Para isso, a questão foi submetida à apreciação pelo Grupo de Apoio Técnico Especializado (Gate) do MPRJ, que tenta desde o ano passado obter com a prefeitura as licenças de obra e ambiental, o projeto de arquitetura e urbanismo das unidades e as medidas compensatórias da obra em área de vegetação nativa, boa parte da qual já foi retirada, mesmo não constando nos autos autorização para a supressão. A empresa responsável pela obra não é citada. No terreno, já cercado para a construção, também não existe placa que informe a construtora à frente do projeto.

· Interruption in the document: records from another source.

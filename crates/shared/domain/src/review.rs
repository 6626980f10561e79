//! Review domain entity.

use chrono::{DateTime, Utc};
use serde::{Deserialize, Serialize};
use validator::Validate;

/// Feedback left by one party of a transaction about the other.
#[derive(Debug, Clone, PartialEq, Eq, Serialize, Deserialize)]
pub struct Review {
    pub id: i32,
    pub transaction_id: i32,
    pub reviewer_id: i32,
    pub reviewee_id: i32,
    pub rating: i32,
    pub comment: Option<String>,
    pub created_at: DateTime<Utc>,
}

/// Review creation input.
#[derive(Debug, Clone, Deserialize, Validate)]
pub struct NewReview {
    pub transaction_id: i32,
    pub reviewer_id: i32,
    pub reviewee_id: i32,
    pub rating: i32,

    #[validate(length(max = 300, message = "Comment must be at most 300 characters"))]
    pub comment: Option<String>,
}

/// Partial review update.
#[derive(Debug, Clone, Default, Deserialize, Validate)]
pub struct ReviewChanges {
    pub rating: Option<i32>,

    #[validate(length(max = 300, message = "Comment must be at most 300 characters"))]
    pub comment: Option<Option<String>>,
}
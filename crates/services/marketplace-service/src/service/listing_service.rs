//! Listing service.

use async_trait::async_trait;

use common::{AppResult, OptionExt};
use domain::{validate_input, Listing, ListingChanges, NewListing, Transaction};

use crate::repository::Repositories;

#[async_trait]
pub trait ListingService: Send + Sync {
    /// Create a listing. An unknown owner or skill is a `ConstraintViolation`.
    async fn create_listing(&self, input: NewListing) -> AppResult<Listing>;

    async fn get_listing(&self, id: i32) -> AppResult<Listing>;

    async fn list_listings(&self) -> AppResult<Vec<Listing>>;

    async fn update_listing(&self, id: i32, changes: ListingChanges) -> AppResult<Listing>;

    /// Delete a listing. Refused while transactions reference it.
    async fn delete_listing(&self, id: i32) -> AppResult<()>;

    async fn transactions(&self, listing_id: i32) -> AppResult<Vec<Transaction>>;
}

pub struct ListingManager {
    repos: Repositories,
}

impl ListingManager {
    pub fn new(repos: Repositories) -> Self {
        Self { repos }
    }
}

#[async_trait]
impl ListingService for ListingManager {
    async fn create_listing(&self, input: NewListing) -> AppResult<Listing> {
        validate_input(&input)?;
        self.repos.listings.create(input).await
    }

    async fn get_listing(&self, id: i32) -> AppResult<Listing> {
        self.repos.listings.find_by_id(id).await?.ok_or_not_found()
    }

    async fn list_listings(&self) -> AppResult<Vec<Listing>> {
        self.repos.listings.list().await
    }

    async fn update_listing(&self, id: i32, changes: ListingChanges) -> AppResult<Listing> {
        validate_input(&changes)?;
        self.repos.listings.update(id, changes).await
    }

    async fn delete_listing(&self, id: i32) -> AppResult<()> {
        self.repos.listings.delete(id).await
    }

    async fn transactions(&self, listing_id: i32) -> AppResult<Vec<Transaction>> {
        self.get_listing(listing_id).await?;
        self.repos.transactions.list_by_listing(listing_id).await
    }
}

A obra e a retirada da vegetação da encosta foram noticiadas em dezembro do ano passado pelo GLOBO-Zona Sul. Na época, a Secretaria de Conservação e Meio Ambiente (Seconserma) informou que o projeto prevê a construção de dois prédios de cinco pavimentos cada (além dos andares para estacionamento e play).
No início de janeiro, a Seconserma e a Secretaria municipal de Urbanismo, Infraestrutura e Habitação (SMUIH) foram notificadas pelo MPRJ a entregar as cópias da documentação no prazo de 30 dias, o que não ocorreu. Também é necessária a manifestação do Instituto do Patrimônio Histórico e Artístico Nacional (Ipahn), já que o entorno do terreno é constituído por conjunto arquitetônico tombado pelo órgão. Sem a apreciação de tais documentos, o Gate não consegue oferecer parecer técnico conclusivo para apreciar, inclusive, o risco de deslizamento da encosta rochosa, colado ao local onde se pretende fazer a obra.
“O Gate fez uma análise inconclusiva e demandou novos documentos para poder concluir. Depois, requisitamos estes documentos de diversos órgãos. Alguns responderam dentro do prazo, outros ainda não, como é lamentavelmente usual”, informou a promotoria por meio de nota.